„Ich musste erst an den Tiefpunkt kommen, um mir helfen zu lassen“ (Gastbeitrag)

 Manchmal müssen wir erst am Boden liegen, um uns klar zu werden, dass es so nicht mehr weitergeht. So ging es auch Lisa, einer Leserin des Blogs, die in einem Gastbeitrag ihre Erfahrung mit euch teilen und euch vor allem Mut machen möchte. Hier ist ihre Geschichte.

Ich war eine sehr zurückhaltende Schülerin. Ich beteiligte mich kaum am Unterricht, weil ich sehr große Angst hatte, etwas falsch zu machen. Ich war dauernd angespannt, weil ich Angst hatte drangenommen zu werden. Ich fühlte mich innerhalb meiner Kurse unwohl, gehörte nie wirklich dazu und wurde kaum wahrgenommen. Ich hatte kein Selbstvertrauen und sagte lieber gar nichts als das Falsche. Ich hatte eine soziale Phobie, ich hatte Angst und noch dazu sehr schlechte mündliche Noten.

Mit Beginn des Studiums wollte ich endlich dazugehören.

Ich wollte gesehen werden und die Anerkennung und Wertschätzung bekommen, nach der ich mich so lange schon gesehnt habe. Ich wollte Respekt für meinen Ehrgeiz und meine Disziplin, für meine Zielstrebigkeit. Anerkennung und Wertschätzung für meine sportlichen Leistungen, mein Allgemeinwissen und meine Leistungen in der Uni. Ich wollte mich endlich wertvoll fühlen.

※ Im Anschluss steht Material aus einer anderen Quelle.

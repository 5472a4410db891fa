use axum::{extract::RawForm, extract::State, Json};
use time::OffsetDateTime;

use crate::api::errors::ApiError;
use crate::api::extract::{ClientMeta, QuizSession};
use crate::api::quiz::form::FormMultiMap;
use crate::core::state::AppState;
use crate::core::time::{parse_client_timestamp, to_primitive_utc};
use crate::repositories;
use crate::schemas::quiz::QuizResultResponse;
use crate::services::audit::{self, SecurityEvent, ThresholdExceeded};
use crate::services::{content, scoring};

/// Scores an attempt exactly once: the submitted transition is a
/// conditional update on the NULL submission time, so a concurrent or
/// repeated submission for the same attempt is rejected before any
/// log rows or events are written.
pub(crate) async fn submit(
    State(state): State<AppState>,
    client: ClientMeta,
    QuizSession(session_id): QuizSession,
    RawForm(body): RawForm,
) -> Result<Json<QuizResultResponse>, ApiError> {
    let mut session = state
        .sessions()
        .load(&session_id)
        .await
        .map_err(|e| ApiError::internal(e, "An error occurred while processing your submission."))?
        .ok_or_else(|| {
            ApiError::BadRequest("Session expired. Please start the quiz again.".to_string())
        })?;

    if session.submitted || session.questions.is_empty() {
        return Err(ApiError::Conflict("Quiz already submitted for this session.".to_string()));
    }

    // Close the race window in the session store first, then take the
    // authoritative compare-and-set against the attempt row.
    session.submitted = true;
    state
        .sessions()
        .save(&session, state.settings().quiz().max_quiz_time_seconds)
        .await
        .map_err(|e| ApiError::internal(e, "An error occurred while processing your submission."))?;

    let submission_time = OffsetDateTime::now_utc();
    let marked =
        repositories::attempts::mark_submitted(state.db(), &session_id, to_primitive_utc(submission_time))
            .await
            .map_err(|e| {
                ApiError::internal(e, "An error occurred while processing your submission.")
            })?;
    if !marked {
        return Err(ApiError::Conflict("Quiz already submitted for this session.".to_string()));
    }

    let params = content::load_parameters(&state.settings().quiz().params_file)
        .map_err(|e| ApiError::internal(e, "An error occurred while processing your submission."))?;

    // Elapsed and minimum-required times are audit data only; a fast
    // submission is recorded, not rejected.
    let time_elapsed_seconds = (submission_time - session.page_load_time).as_seconds_f64();
    let min_required_seconds = session.questions.len() as u64
        * state.settings().quiz().min_time_per_question_seconds;
    tracing::debug!(
        session_id = %session_id,
        time_elapsed_seconds,
        min_required_seconds,
        "Submission timing recorded"
    );

    let (copy_paste_attempts, tab_switches) = match state
        .sessions()
        .activity_counters(&session_id)
        .await
    {
        Ok(counters) => counters,
        Err(err) => {
            tracing::error!(error = %err, session_id = %session_id, "Failed to read activity counters");
            (0, 0)
        }
    };

    let form = FormMultiMap::parse(&body);
    let answers_by_question: Vec<Vec<String>> = session
        .questions
        .iter()
        .map(|question| collect_answers(&form, question))
        .collect();

    let outcome = scoring::score_attempt(&session.questions, &answers_by_question);

    for (index, result) in outcome.results.iter().enumerate() {
        let question_number = index + 1;
        let question = &session.questions[index];
        let timing_suffix = question.timing_key_suffix(question_number);

        let first_modified = form
            .first(&format!("first_modified_{timing_suffix}"))
            .and_then(|raw| parse_reported_timestamp(raw, "first_modified_time"));
        let last_modified = form
            .first(&format!("last_modified_{timing_suffix}"))
            .and_then(|raw| parse_reported_timestamp(raw, "last_modified_time"));

        repositories::quiz_log::create(
            state.db(),
            repositories::quiz_log::CreateLogEntry {
                session_id: &session_id,
                question_number: question_number as i32,
                question_id: &result.question_id,
                question: &result.question,
                user_answers: &result.user_answers,
                correct_answers: &result.correct_answers,
                is_correct: result.is_correct,
                first_modified_time: first_modified.map(to_primitive_utc),
                last_modified_time: last_modified.map(to_primitive_utc),
                copy_paste_attempts: copy_paste_attempts as i32,
                tab_switches: tab_switches as i32,
            },
        )
        .await
        .map_err(|e| {
            ApiError::internal(e, "An error occurred while processing your submission.")
        })?;
    }

    let suspicious_activity = scoring::classify_suspicious(copy_paste_attempts, tab_switches);
    if suspicious_activity {
        audit::record(
            state.db(),
            &session_id,
            &client.ip,
            &client.user_agent,
            SecurityEvent::SuspiciousActivity {
                copy_paste_attempts,
                tab_switches,
                student_name: session.student_name.clone(),
                threshold_exceeded: ThresholdExceeded {
                    copy_paste: copy_paste_attempts > scoring::COPY_PASTE_THRESHOLD,
                    tab_switches: tab_switches > scoring::TAB_SWITCH_THRESHOLD,
                },
            },
        )
        .await;
    }

    audit::record(
        state.db(),
        &session_id,
        &client.ip,
        &client.user_agent,
        SecurityEvent::QuizCompleted {
            student_name: session.student_name.clone(),
            score: outcome.score,
            total_questions: session.questions.len(),
            completion_time: audit::payload_timestamp(submission_time),
            time_elapsed_seconds,
        },
    )
    .await;

    tracing::info!(
        student_name = %session.student_name,
        session_id = %session_id,
        score = outcome.score,
        total = session.questions.len(),
        "Quiz submitted"
    );

    // The attempt is terminal; session state must not be reusable.
    if let Err(err) = state.sessions().destroy(&session_id).await {
        tracing::warn!(error = %err, session_id = %session_id, "Failed to destroy session state");
    }

    let total = session.questions.len();
    let passed = total > 0 && outcome.score as f64 / total as f64 >= params.passing_level;

    Ok(Json(QuizResultResponse {
        student_name: session.student_name,
        score: outcome.score,
        total,
        passing_level: params.passing_level,
        passed,
        results: outcome.results,
        suspicious_activity,
        copy_paste_attempts,
        tab_switches,
    }))
}

/// Answers arrive keyed by the question's explicit id when the bank has
/// one, with the question text as a fallback key.
fn collect_answers(
    form: &FormMultiMap,
    question: &crate::services::content::QuestionRecord,
) -> Vec<String> {
    if let Some(id) = &question.question_id {
        let answers = form.all(id);
        if !answers.is_empty() {
            return answers.to_vec();
        }
    }

    form.all(&question.question).to_vec()
}

fn parse_reported_timestamp(raw: &str, field: &'static str) -> Option<OffsetDateTime> {
    let parsed = parse_client_timestamp(raw);
    if parsed.is_none() {
        tracing::warn!(field, value = raw, "Invalid client-reported timestamp");
    }
    parsed
}
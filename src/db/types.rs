use serde::{Deserialize, Serialize};
use sqlx::Type;

/// Append-only audit event kinds written to `security_events`.
#[derive(Debug, Clone, Copy, PartialEq, Eq, Serialize, Deserialize, Type)]
#[serde(rename_all = "SCREAMING_SNAKE_CASE")]
#[sqlx(type_name = "securityeventtype", rename_all = "SCREAMING_SNAKE_CASE")]
pub(crate) enum SecurityEventType {
    QuizStarted,
    SuspiciousActivity,
    QuizCompleted,
    CopyPasteAttempt,
    TabSwitch,
}

#[cfg(test)]
mod tests {
    use super::SecurityEventType;

    #[test]
    fn event_type_serializes_screaming_snake_case() {
        let json = serde_json::to_string(&SecurityEventType::CopyPasteAttempt).unwrap();
        assert_eq!(json, "\"COPY_PASTE_ATTEMPT\"");
        let json = serde_json::to_string(&SecurityEventType::QuizStarted).unwrap();
        assert_eq!(json, "\"QUIZ_STARTED\"");
    }
}
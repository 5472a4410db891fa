use std::sync::OnceLock;

use metrics_exporter_prometheus::{PrometheusBuilder, PrometheusHandle};

use crate::core::config::Settings;

static RECORDER: OnceLock<PrometheusHandle> = OnceLock::new();

/// Installs the Prometheus recorder once; a no-op when the exporter is
/// disabled or already installed.
pub(crate) fn init(settings: &Settings) -> anyhow::Result<()> {
    if !settings.telemetry().prometheus_enabled {
        return Ok(());
    }

    let handle = PrometheusBuilder::new().install_recorder()?;
    if RECORDER.set(handle).is_ok() {
        tracing::info!("Prometheus recorder installed");
    }
    Ok(())
}

/// Scrape body for `/metrics`, or `None` when no recorder is installed.
pub(crate) fn render() -> Option<String> {
    RECORDER.get().map(PrometheusHandle::render)
}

Ich begann exzessiv Sport zu machen, meine Vorlesungen akribisch vor- und nachzubereiten und täglich mehrere Tageszeitungen zu lesen. Zudem las ich Biografien, wissenschaftliche Zeitschriften und hörte geschichtswissenschaftliche Podcasts. Das restriktive Essen war für mich ein Ausdruck der Disziplin und Kontrolle. Ich wollte nie bewusst abnehmen. Das Abnehmen war für mich jedes Mal ein Erfolgserlebnis, meine Stärke, geschah aber eher unbewusst, sodass ich nicht merkte, dass ich immer mehr Gewicht verlor.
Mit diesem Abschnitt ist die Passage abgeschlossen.